Sinar5News.com – Jakarta – Pada hari pertama penerapan sistem Pembatasan Sosial Berskala Besar (PSBB) wilayah Jawa Barat, Petugas gabungan yang berupa TNI, Polri, Dishub dan Satpol PP Kabupaten Cirebon melakukan penjagaan ketat di jalur pantura dan memberlakukan tindakan tegas bagi kendaraan luar daerah yaitu diminta memutar balik arah.
Seperti yang dikutip dari Antara, Kepala Pos Pam Check Point Weru, Kabupaten Cirebon AKP Didin Jarudin mengatakan ” Kita akan memperketat penjagaan di jalur pantura terutama di check point Weru.” Pada Rabu, 6 Mei 2020.
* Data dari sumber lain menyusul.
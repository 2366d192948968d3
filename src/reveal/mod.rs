//! Scroll-Triggered Reveal
//!
//! Framework-free model of the page's fade-in behaviour:
//! - `observer`: trigger-once visibility latch per section
//! - `animator`: hidden -> visible interpolation with optional stagger
//! - `easing`: cubic Bézier timing curves shared with the emitted CSS
//! - `page`: whole-page simulation and the static reveal schedule

pub mod animator;
pub mod easing;
pub mod observer;
pub mod page;

pub use animator::{stagger_delay, AnimationState, Transition, TransitionAnimator};
pub use easing::Easing;
pub use observer::{
    intersect, IntersectionEntry, ObserverOptions, Rect, RevealState, Viewport, VisibilityObserver,
};
pub use page::{
    PageFrame, PageLayout, RevealPage, RevealSchedule, SectionFrame, SectionId, SectionLayout,
    SectionSchedule, SectionTrack, TimedTransition,
};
Dalam penjelasannya, Bagi kendaraan yang berpelat nomor Polisi diluar kota atau daerah Cirebon Raya, maka akan diminta untuk memutar balik arah. Hal ini dilakukan guna pelaksanaan Sistem PSBB di Jawa Barat berjalan dengan baik.
Hingga kini, pada pelaksanaan penjagaan di jalur pantura check point Weru terdapat beberapa kendaraan terpaksa memutar balik arah dikarenakan tidak mendapatkan izin melintas oleh petugas setempat.
“Kalau kendaraan yang dari arah Jakarta dan berpelat nomor luar daerah, maka kami menghentikan dan mengecek domisili dan ketika tidak sesuai, maka akan kami suruh pulang kembali,” tuturnya.
Selain melakukan penjagaan ketat pada jalur pantura Cirebon yang menghubungkan Jawa Barat dengan Jawa Tengah, petugas gabungan juga disebar di lima titik perbatasan Kabupaten Cirebon serta jalan Tol Cipali, Palikanci, dan Tol Pejagan.
Kasubbag Humas Polres Cirebon Kota Inspektur Satu Ngatidja mengatakan selama penerapan PSBB Jawa Barat berlangsung, petugas terus memberikan edukasi dan teguran kepada warga yang masih keluar rumah tanpa mengenakan masker.
“Kami mengedukasi dan mengimbau kepada warga yang beraktivitas di luar rumah dan para pengendara roda dua serta empat untuk senantiasa menggunakan masker, karena masih terlihat banyak yang tak menggunakan masker dan sarung tangan,” katanya.
Perlu diketahui bahwa Pemerintah Jawa Barat mulai memberlakukan Sistem Pembatasan Sosial Berskala Besar (PSBB) tingkat provinsi dimulai pada hari Rabu, 6 Mei 2020 dan akan terus berlaku hingga 14 hari kedepan.
Hal ini dilakukan untuk menekan angka kasus penularan virus corona (Covid-19) yang terus meningkat per harinya.
Penerapan PSBB Jabar itu diatur lewat Pergub 36/2020, Kepgub 443/Kep.259-Hukham/2020, dan Surat Edaran Nomor 460/71/Hukham.
Sebelumnya, sudah ada 10 kabupaten/kota yang menerapkan PSBB yakni di kawasan Bodebek (Kab/Kota Bogor, Kab/Kota Bekasi, Kota Depok) dan Bandung Raya (Kota Bandung, Kab Bandung, Kota Cimahi, Kab Bandung Barat, Kab Sumedang).
Dalam hal ini, PSBB Bodebek telah diperpanjang hingga 12 Mei, sementara itu PSBB Bandung Raya akan berakhir pada 5 Mei.
Berdasarkan keputusan PSBB Provinsi Jabar, maka PSBB Bodebek dan Bandung Raya pun mengikuti masa terpanjang PSBB Provinsi Jawa Barat.